Usually, the iambic rhythm shows Shakespeare emphasised pronouns far less than we tend to nowadays - where a strong stress does fall on a pronoun, you are being given something particular with which to work: a useful note! (See also Thou / You and this detailed example: Titania.)
Spelling, especially before the 18th century (and the start of standardised spelling), can help to indicate pronunciation. Through the ages, there have been writers (known as orthoepists) who describe pronunciation known to them. Additionally, intrinsic to Shakespeare's writing (and that of others), clues can be found in rhymes, rhythm and puns. (See comments on pronunciation of the 'ion' ending)
Samples of plausible "original pronunciation" can be found at David Crystal's www.pronouncingshakespeare.com (he is a co-author of Shakespeare's Words). One cannot know for sure how actors spoke in Shakespeare's time, but they too would have differed from each other due to regional variations - there was no set, standard pronunciation, and certainly not what is used as RP (received pronunciation) these days.
Prose / Verse
Prose is 'normal', non-verse, writing. Shakespeare uses prose which is frequently - though not always - linked to status of character (verse being more usual for higher status).
Shakespeare's verse is usually blank verse - though he often rhymes as well (and uses rhyming couplets) - and it is generally in iambic pentameter.
Shakespeare's punctuation is not really known - see detailed example: Titania
This refers to two verse lines which end in words that rhyme (see also blank verse); often a rhyming couplet is used for exit lines, such as:
Not for thy fairy kingdom! Fairies away,
We shall chide downright if I longer stay. [Exit Titania]
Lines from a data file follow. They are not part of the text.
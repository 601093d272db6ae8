//! Diff issues emitted by the aggregator.

use std::fmt;

use serde::{Deserialize, Serialize};

use crate::domain::style::{GeometryMetric, StyleAttribute};
use crate::domain::target::Side;
use crate::store::ImageHandle;

/// Issue severity. Ordered most to least severe.
#[derive(Debug, Clone, Copy, PartialEq, Eq, Hash, PartialOrd, Ord, Serialize, Deserialize)]
#[serde(rename_all = "snake_case")]
pub enum Severity {
    Critical,
    Moderate,
    Minor,
}

impl Severity {
    /// Weight used by the prioritizer.
    pub fn weight(&self) -> u32 {
        match self {
            Severity::Critical => 3,
            Severity::Moderate => 2,
            Severity::Minor => 1,
        }
    }

    pub fn as_str(&self) -> &'static str {
        match self {
            Severity::Critical => "critical",
            Severity::Moderate => "moderate",
            Severity::Minor => "minor",
        }
    }
}

impl fmt::Display for Severity {
    fn fmt(&self, f: &mut fmt::Formatter<'_>) -> fmt::Result {
        f.write_str(self.as_str())
    }
}

/// Discriminant of [`IssueDetail`].
#[derive(Debug, Clone, Copy, PartialEq, Eq, Hash, Serialize, Deserialize)]
#[serde(rename_all = "snake_case")]
pub enum IssueKind {
    PixelDiff,
    StyleMismatch,
    StructuralMismatch,
}

/// The property a style mismatch refers to.
#[derive(Debug, Clone, Copy, PartialEq, Eq, Hash, Serialize, Deserialize)]
#[serde(tag = "type", content = "name", rename_all = "snake_case")]
pub enum StyleProperty {
    Attribute(StyleAttribute),
    Geometry(GeometryMetric),
}

impl fmt::Display for StyleProperty {
    fn fmt(&self, f: &mut fmt::Formatter<'_>) -> fmt::Result {
        match self {
            StyleProperty::Attribute(attr) => f.write_str(attr.css_name()),
            StyleProperty::Geometry(metric) => write!(f, "geometry/{}", metric.as_str()),
        }
    }
}

/// Kind-specific payload of an issue.
#[derive(Debug, Clone, PartialEq, Serialize, Deserialize)]
#[serde(tag = "kind", rename_all = "snake_case")]
pub enum IssueDetail {
    PixelDiff {
        differing_pixels: u64,
        region_area: u64,
        #[serde(default, skip_serializing_if = "Option::is_none")]
        mask: Option<ImageHandle>,
    },
    StyleMismatch {
        identity: String,
        property: StyleProperty,
        baseline: String,
        candidate: String,
    },
    StructuralMismatch {
        /// `None` when the whole region is missing.
        #[serde(default, skip_serializing_if = "Option::is_none")]
        identity: Option<String>,
        missing_on: Vec<Side>,
        reason: String,
    },
}

/// A single classified difference. Immutable once emitted.
#[derive(Debug, Clone, PartialEq, Serialize, Deserialize)]
pub struct DiffIssue {
    pub region: String,
    pub severity: Severity,
    /// Pixel ratio for pixel diffs, absolute delta for numeric style/geometry
    /// mismatches, 1.0 otherwise.
    pub magnitude: f64,
    pub suggestion: String,
    #[serde(flatten)]
    pub detail: IssueDetail,
}

impl DiffIssue {
    pub fn kind(&self) -> IssueKind {
        match self.detail {
            IssueDetail::PixelDiff { .. } => IssueKind::PixelDiff,
            IssueDetail::StyleMismatch { .. } => IssueKind::StyleMismatch,
            IssueDetail::StructuralMismatch { .. } => IssueKind::StructuralMismatch,
        }
    }

    pub fn identity(&self) -> Option<&str> {
        match &self.detail {
            IssueDetail::StyleMismatch { identity, .. } => Some(identity),
            IssueDetail::StructuralMismatch { identity, .. } => identity.as_deref(),
            IssueDetail::PixelDiff { .. } => None,
        }
    }

    /// Region-level structural mismatch (the region itself is unavailable).
    pub fn is_region_missing(&self) -> bool {
        matches!(
            self.detail,
            IssueDetail::StructuralMismatch { identity: None, .. }
        )
    }

    /// Short human label: what differs.
    pub fn headline(&self) -> String {
        match &self.detail {
            IssueDetail::PixelDiff {
                differing_pixels,
                region_area,
                ..
            } => format!(
                "{differing_pixels} of {region_area} pixels differ ({:.3}%)",
                self.magnitude * 100.0
            ),
            IssueDetail::StyleMismatch {
                identity,
                property,
                baseline,
                candidate,
            } => format!("{identity}: {property} {baseline} -> {candidate}"),
            IssueDetail::StructuralMismatch {
                identity,
                missing_on,
                reason,
            } => {
                let sides: Vec<&str> = missing_on.iter().map(|s| s.as_str()).collect();
                match identity {
                    Some(id) => format!("{id} missing on {}", sides.join(", ")),
                    None => format!("region unavailable on {} ({reason})", sides.join(", ")),
                }
            }
        }
    }
}
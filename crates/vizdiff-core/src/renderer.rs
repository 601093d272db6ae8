//! Page Renderer port.
//!
//! The engine never drives a browser directly: it talks to a [`PageRenderer`]
//! opened per capture target by a [`RendererFactory`]. Every renderer instance
//! is an isolated rendering context (no cookies or state shared between the
//! baseline and the candidate).

use std::collections::BTreeMap;
use std::io::Cursor;
use std::time::Duration;

use async_trait::async_trait;
use image::{ImageFormat, RgbaImage};
use serde::{Deserialize, Serialize};
use thiserror::Error;

use crate::domain::region::Clip;
use crate::domain::style::StyleAttribute;
use crate::domain::target::{CaptureTarget, ViewportProfile};

/// Errors surfaced by a renderer implementation.
#[derive(Debug, Clone, Error, PartialEq, Eq)]
pub enum RenderError {
    #[error("{operation} timed out after {after_ms}ms")]
    Timeout { operation: String, after_ms: u64 },

    #[error("navigation failed: {0}")]
    Navigation(String),

    #[error("no element matches {selector}")]
    ElementNotFound { selector: String },

    #[error("interaction failed: {0}")]
    Interaction(String),

    #[error("script evaluation failed: {0}")]
    Script(String),

    #[error("rasterization failed: {0}")]
    Rasterize(String),

    #[error("renderer session error: {0}")]
    Session(String),
}

impl RenderError {
    pub fn timeout(operation: impl Into<String>, after: Duration) -> Self {
        RenderError::Timeout {
            operation: operation.into(),
            after_ms: u64::try_from(after.as_millis()).unwrap_or(u64::MAX),
        }
    }

    pub fn is_timeout(&self) -> bool {
        matches!(self, RenderError::Timeout { .. })
    }
}

/// Axis-aligned rectangle in CSS pixels.
#[derive(Debug, Clone, Copy, PartialEq, Default, Serialize, Deserialize)]
pub struct Rect {
    pub x: f64,
    pub y: f64,
    pub width: f64,
    pub height: f64,
}

impl Rect {
    pub fn new(x: f64, y: f64, width: f64, height: f64) -> Self {
        Self {
            x,
            y,
            width,
            height,
        }
    }

    pub fn is_empty(&self) -> bool {
        !(self.width > 0.0 && self.height > 0.0)
    }

    /// Device-pixel dimensions of this rectangle at `pixel_density`.
    pub fn device_size(&self, pixel_density: f64) -> (u32, u32) {
        let scale = |v: f64| (v * pixel_density).round().max(0.0) as u32;
        (scale(self.width), scale(self.height))
    }
}

impl From<Clip> for Rect {
    fn from(clip: Clip) -> Self {
        Rect::new(clip.x, clip.y, clip.width, clip.height)
    }
}

/// The area a region resolves to at capture time.
#[derive(Debug, Clone, PartialEq)]
pub enum ResolvedArea {
    Clip(Rect),
    Element { selector: String, bounds: Rect },
}

impl ResolvedArea {
    pub fn rect(&self) -> Rect {
        match self {
            ResolvedArea::Clip(rect) => *rect,
            ResolvedArea::Element { bounds, .. } => *bounds,
        }
    }
}

/// A PNG-encoded raster plus its pixel dimensions.
#[derive(Clone, PartialEq, Eq)]
pub struct Raster {
    pub width: u32,
    pub height: u32,
    pub png: Vec<u8>,
}

impl std::fmt::Debug for Raster {
    fn fmt(&self, f: &mut std::fmt::Formatter<'_>) -> std::fmt::Result {
        write!(
            f,
            "Raster({}x{}, {} bytes)",
            self.width,
            self.height,
            self.png.len()
        )
    }
}

impl Raster {
    /// Encode an RGBA buffer as PNG.
    pub fn from_rgba(image: &RgbaImage) -> Result<Self, image::ImageError> {
        let mut png = Vec::new();
        image.write_to(&mut Cursor::new(&mut png), ImageFormat::Png)?;
        Ok(Self {
            width: image.width(),
            height: image.height(),
            png,
        })
    }

    /// Wrap existing PNG bytes, reading their dimensions.
    pub fn from_png(png: Vec<u8>) -> Result<Self, image::ImageError> {
        let (width, height) = Self::decode(&png)?.dimensions();
        Ok(Self { width, height, png })
    }

    /// Decode PNG bytes to RGBA.
    pub fn decode(bytes: &[u8]) -> Result<RgbaImage, image::ImageError> {
        Ok(image::load_from_memory_with_format(bytes, ImageFormat::Png)?.to_rgba8())
    }
}

/// One element matched by a style query.
#[derive(Debug, Clone, PartialEq, Default, Serialize, Deserialize)]
pub struct RawElement {
    /// `textContent` as reported by the page, not yet normalized.
    pub text: String,
    #[serde(default)]
    pub aria_role: Option<String>,
    pub bounds: Rect,
    /// Raw computed values for the requested attributes.
    #[serde(default)]
    pub styles: BTreeMap<StyleAttribute, String>,
}

/// A live page opened for a single capture target.
#[async_trait]
pub trait PageRenderer: Send + Sync {
    /// Load `url`. Implementations should give up after `timeout`.
    async fn navigate(&self, url: &str, timeout: Duration) -> Result<(), RenderError>;

    /// Wait until the page has no outstanding network activity.
    async fn wait_network_idle(&self, timeout: Duration) -> Result<(), RenderError>;

    async fn click(&self, selector: &str, timeout: Duration) -> Result<(), RenderError>;

    async fn hover(&self, selector: &str, timeout: Duration) -> Result<(), RenderError>;

    async fn wait_for_selector(&self, selector: &str, timeout: Duration)
        -> Result<(), RenderError>;

    /// Computed values of `attributes` for every element matching `selector`, in document order.
    async fn query_computed_style(
        &self,
        selector: &str,
        attributes: &[StyleAttribute],
    ) -> Result<Vec<RawElement>, RenderError>;

    /// Bounding box of the first element matching `selector`, `None` if nothing matches.
    async fn bounding_box(&self, selector: &str) -> Result<Option<Rect>, RenderError>;

    /// Rasterize `area` (CSS pixels) at the session's pixel density.
    async fn screenshot(&self, area: &Rect) -> Result<Raster, RenderError>;

    /// Release the rendering context.
    async fn close(&self) -> Result<(), RenderError> {
        Ok(())
    }
}

/// Opens isolated renderers, one per capture target.
#[async_trait]
pub trait RendererFactory: Send + Sync {
    async fn open(
        &self,
        target: &CaptureTarget,
        viewport: &ViewportProfile,
    ) -> Result<Box<dyn PageRenderer>, RenderError>;
}

#[cfg(test)]
mod tests {
    use super::*;

    #[test]
    fn test_rect_empty_and_device_size() {
        assert!(Rect::new(0.0, 0.0, 0.0, 10.0).is_empty());
        assert!(!Rect::new(0.0, 0.0, 1.0, 1.0).is_empty());
        assert_eq!(
            Rect::new(0.0, 0.0, 400.0, 600.0).device_size(2.0),
            (800, 1200)
        );
    }

    #[test]
    fn test_raster_png_roundtrip_dimensions() {
        let img = RgbaImage::from_pixel(3, 2, image::Rgba([10, 20, 30, 255]));
        let raster = Raster::from_rgba(&img).unwrap();
        assert_eq!((raster.width, raster.height), (3, 2));
        let decoded = Raster::decode(&raster.png).unwrap();
        assert_eq!(decoded.dimensions(), (3, 2));
        assert_eq!(decoded.get_pixel(1, 1), &image::Rgba([10, 20, 30, 255]));
        assert_eq!(Raster::from_png(raster.png.clone()).unwrap(), raster);
        assert!(Raster::from_png(b"not a png".to_vec()).is_err());
    }

    #[test]
    fn test_timeout_error() {
        let err = RenderError::timeout("navigate", Duration::from_secs(2));
        assert!(err.is_timeout());
        assert_eq!(err.to_string(), "navigate timed out after 2000ms");
    }
}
and for ending sonnets, such as:
So long as men can breathe, or eyes can see,
So long lives this, and this gives life to thee.
(For a look at these sonnet lines and iambic pentameter, see Speaking in Iambic Pentameter, and there are various online Sonnet 18 enjoyments at "Shall I compare thee to a summer's day?")
Thou / You
Nowadays English uses 'you' for singular and plural and without attention given to the speaker's relationship with the person being addressed (German and French, though, distinguish these, much as older English does). Shakespeare makes use of both this modern manner and of an older custom. Sometimes his 'you' may not, therefore, tell you much about the relationship between characters (when it is used in the modern fashion), but very often it is connected to the older form. This means that it is well worth considering why a character is saying 'thou' or 'you'.
The following notes are also true for the various forms of these pronouns (thee, thy / thine, thyself, your, yours, yourself - see useful table).
'Thou' is singular, used to address one person only, while 'you' (also 'ye') is plural and
addresses more than one.
'Thou' is informal, used for someone of equal or lower status, or someone with whom
the speaker is familiar; it can be an insult, if it implies a lower status in order to offend;
those of high status may also use it for an equal, but generally use 'you'.
'You' is formal, used for someone of equal or higher status; it can be used to honour and
to flatter; used against type, it can also ridicule.
Thou Pesky 'Thou' is a useful essay on this subject and includes reference to 'thou' being used to offend (Sir Toby Belch in Twelfth Night, Act III, Sc. ii - find line 42).
For information about these words related to iambic pentameter, see pronouns.